Now we know that these foods could also have negative effects on our brain function.

So it’s a good idea to limit our consumption of ultra-processed foods and focus on eating fresh, whole foods instead. This can help us stay healthy both physically and mentally.

What to eat to prevent cognitive decline

Cognitive decline refers to a gradual decrease in cognitive abilities or brain function over time.

This decline can affect various aspects of a person’s thinking, including memory, attention, reasoning, and problem-solving abilities.

It can make it harder for people to perform everyday tasks and can lead to a decrease in overall quality of life.

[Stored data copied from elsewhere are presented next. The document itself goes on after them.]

// SPDX-License-Identifier: GPL-3.0-only
//! Brightness control protocols
//!
//! Two independent ways of reaching a backlight. [`DirectControl`] talks to
//! each physical monitor behind a display handle (DDC/CI). [`ManagementQuery`]
//! goes through a system management interface (the kernel backlight class)
//! and is only used when direct control is unavailable.
//!
//! Both traits are blocking. The dimming engine always calls them from
//! `spawn_blocking` so a hung bus never stalls the tick loop.

pub mod backlight;
pub mod ddc_ci;

use anyhow::Result;

use crate::monitor::NativeHandle;

/// Which protocol a dimming session is bound to
#[derive(Clone, Copy, Debug, PartialEq, Eq, Hash)]
pub enum ProtocolKind {
    DirectControl,
    ManagementQuery,
}

impl std::fmt::Display for ProtocolKind {
    fn fmt(&self, f: &mut std::fmt::Formatter<'_>) -> std::fmt::Result {
        match self {
            ProtocolKind::DirectControl => f.write_str("DDC/CI"),
            ProtocolKind::ManagementQuery => f.write_str("backlight"),
        }
    }
}

/// Opaque reference to a physical monitor acquired from a [`DirectControl`]
#[derive(Clone, Copy, Debug, PartialEq, Eq, Hash)]
pub struct PhysicalHandle(pub u64);

/// Raw brightness range as reported by the hardware
#[derive(Clone, Copy, Debug, PartialEq, Eq)]
pub struct BrightnessRange {
    pub min: u32,
    pub current: u32,
    pub max: u32,
}

/// Per-physical-monitor brightness control
pub trait DirectControl: Send + Sync {
    /// Number of physical monitors behind a display handle
    fn probe(&self, handle: &NativeHandle) -> Result<usize>;

    /// Open every physical monitor behind a display handle
    fn acquire(&self, handle: &NativeHandle) -> Result<Vec<PhysicalHandle>>;

    fn get_range(&self, physical: PhysicalHandle) -> Result<BrightnessRange>;

    fn set_level(&self, physical: PhysicalHandle, value: u32) -> Result<()>;

    /// Close physical monitors; unknown handles are ignored
    fn release(&self, physicals: &[PhysicalHandle]);
}

/// System-wide brightness property
pub trait ManagementQuery: Send + Sync {
    /// Whether this interface drives the given display at all
    fn covers(&self, _handle: &NativeHandle) -> bool {
        true
    }

    /// Current and maximum raw brightness
    fn get_brightness(&self) -> Result<(u32, u32)>;

    fn set_brightness(&self, value: u32) -> Result<()>;
}

#[cfg(test)]
pub(crate) mod fake;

Cognitive decline can be a normal part of aging, but it can also be a symptom of underlying health conditions, such as Alzheimer’s disease or other types of dementia.

It can also be caused by other factors, such as chronic stress, poor diet, lack of physical activity, and sleep deprivation.

It’s important to note that not everyone experiences cognitive decline as they age, and there are things people can do to help prevent or slow it down.

This includes maintaining a healthy lifestyle, staying socially active, and engaging in activities challenging the brain, such as learning a new skill or language.

There are several foods that have been linked to better brain health and may help prevent cognitive decline. Here are some examples:

Fatty fish: Fish like salmon, tuna, and sardines are rich in omega-3 fatty acids, which have been linked to better brain function and a reduced risk of cognitive decline.

Leafy greens: Vegetables like spinach, kale, and broccoli are high in nutrients like vitamin K and folate, which have been linked to better cognitive function.

Berries: Berries like blueberries, strawberries, and blackberries are high in antioxidants that may help protect the brain from damage and inflammation.

Nuts and seeds: Nuts and seeds are a good source of vitamin E, which has been linked to better cognitive function in older adults.

Whole grains: Whole grains like brown rice, quinoa, and whole-wheat bread are good sources of complex carbohydrates, which provide energy for the brain and may help prevent cognitive decline.

In addition to these foods, it’s also essential to maintain a healthy diet overall.

This means eating a variety of fruits, vegetables, whole grains, and lean protein sources while limiting processed and sugary foods. Staying hydrated and getting regular exercise are also important for brain health.

The research was published in JAMA Neurology and was conducted by Natalia Gomes Gonçalves et al.